(Stored data entries)
//! AWS Signature Version 4 for single-object S3 PUT requests.

use chrono::{DateTime, Utc};
use hmac::{Hmac, Mac};
use sha2::{Digest, Sha256};

type HmacSha256 = Hmac<Sha256>;

pub const ALGORITHM: &str = "AWS4-HMAC-SHA256";
const SERVICE: &str = "s3";

/// Inputs that identify who signs and where.
#[derive(Debug, Clone, Copy)]
pub struct SigningParams<'a> {
    pub access_key_id: &'a str,
    pub secret_access_key: &'a str,
    pub session_token: Option<&'a str>,
    pub region: &'a str,
}

/// Headers to attach to the signed request.
#[derive(Debug, Clone, PartialEq, Eq)]
pub struct SignedHeaders {
    pub amz_date: String,
    pub content_sha256: String,
    pub authorization: String,
    pub security_token: Option<String>,
}

fn hmac_sha256(key: &[u8], data: &[u8]) -> Vec<u8> {
    let mut mac = HmacSha256::new_from_slice(key).expect("HMAC can take key of any size");
    mac.update(data);
    mac.finalize().into_bytes().to_vec()
}

pub fn sha256_hex(data: &[u8]) -> String {
    hex::encode(Sha256::digest(data))
}

/// `kSigning = HMAC(HMAC(HMAC(HMAC("AWS4" + secret, date), region), service), "aws4_request")`
pub fn derive_signing_key(secret: &str, date_stamp: &str, region: &str, service: &str) -> Vec<u8> {
    let k_date = hmac_sha256(format!("AWS4{secret}").as_bytes(), date_stamp.as_bytes());
    let k_region = hmac_sha256(&k_date, region.as_bytes());
    let k_service = hmac_sha256(&k_region, service.as_bytes());
    hmac_sha256(&k_service, b"aws4_request")
}

/// Percent-encode an object path. `/` separators are kept.
pub fn uri_encode_path(path: &str) -> String {
    let mut out = String::with_capacity(path.len());
    for b in path.bytes() {
        match b {
            b'A'..=b'Z' | b'a'..=b'z' | b'0'..=b'9' | b'-' | b'_' | b'.' | b'~' | b'/' => {
                out.push(b as char)
            }
            _ => out.push_str(&format!("%{b:02X}")),
        }
    }
    out
}

/// Sign a PUT of `payload` to `canonical_uri` on `host`.
///
/// `canonical_uri` must already be percent-encoded and `host` must match the
/// Host header the client sends (including a non-default port).
pub fn sign_put(
    params: &SigningParams<'_>,
    host: &str,
    canonical_uri: &str,
    payload: &[u8],
    now: DateTime<Utc>,
) -> SignedHeaders {
    let amz_date = now.format("%Y%m%dT%H%M%SZ").to_string();
    let date_stamp = now.format("%Y%m%d").to_string();
    let content_sha256 = sha256_hex(payload);

    let mut headers = vec![
        ("host", host.to_string()),
        ("x-amz-content-sha256", content_sha256.clone()),
        ("x-amz-date", amz_date.clone()),
    ];
    if let Some(token) = params.session_token {
        headers.push(("x-amz-security-token", token.to_string()));
    }

    let canonical_headers: String = headers
        .iter()
        .map(|(name, value)| format!("{name}:{}\n", value.trim()))
        .collect();
    let signed_headers = headers
        .iter()
        .map(|(name, _)| *name)
        .collect::<Vec<_>>()
        .join(";");

    let canonical_request = format!(
        "PUT\n{canonical_uri}\n\n{canonical_headers}\n{signed_headers}\n{content_sha256}"
    );

    let scope = format!("{date_stamp}/{}/{SERVICE}/aws4_request", params.region);
    let string_to_sign = format!(
        "{ALGORITHM}\n{amz_date}\n{scope}\n{}",
        sha256_hex(canonical_request.as_bytes())
    );

    let key = derive_signing_key(params.secret_access_key, &date_stamp, params.region, SERVICE);
    let signature = hex::encode(hmac_sha256(&key, string_to_sign.as_bytes()));

    SignedHeaders {
        amz_date,
        content_sha256,
        authorization: format!(
            "{ALGORITHM} Credential={}/{scope}, SignedHeaders={signed_headers}, Signature={signature}",
            params.access_key_id
        ),
        security_token: params.session_token.map(str::to_string),
    }
}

Assignment: Which lines in the records above contain the word "name"? Return each of them.

Answer for this exercise:
        .map(|(name, value)| format!("{name}:{}\n", value.trim()))
        .map(|(name, _)| *name)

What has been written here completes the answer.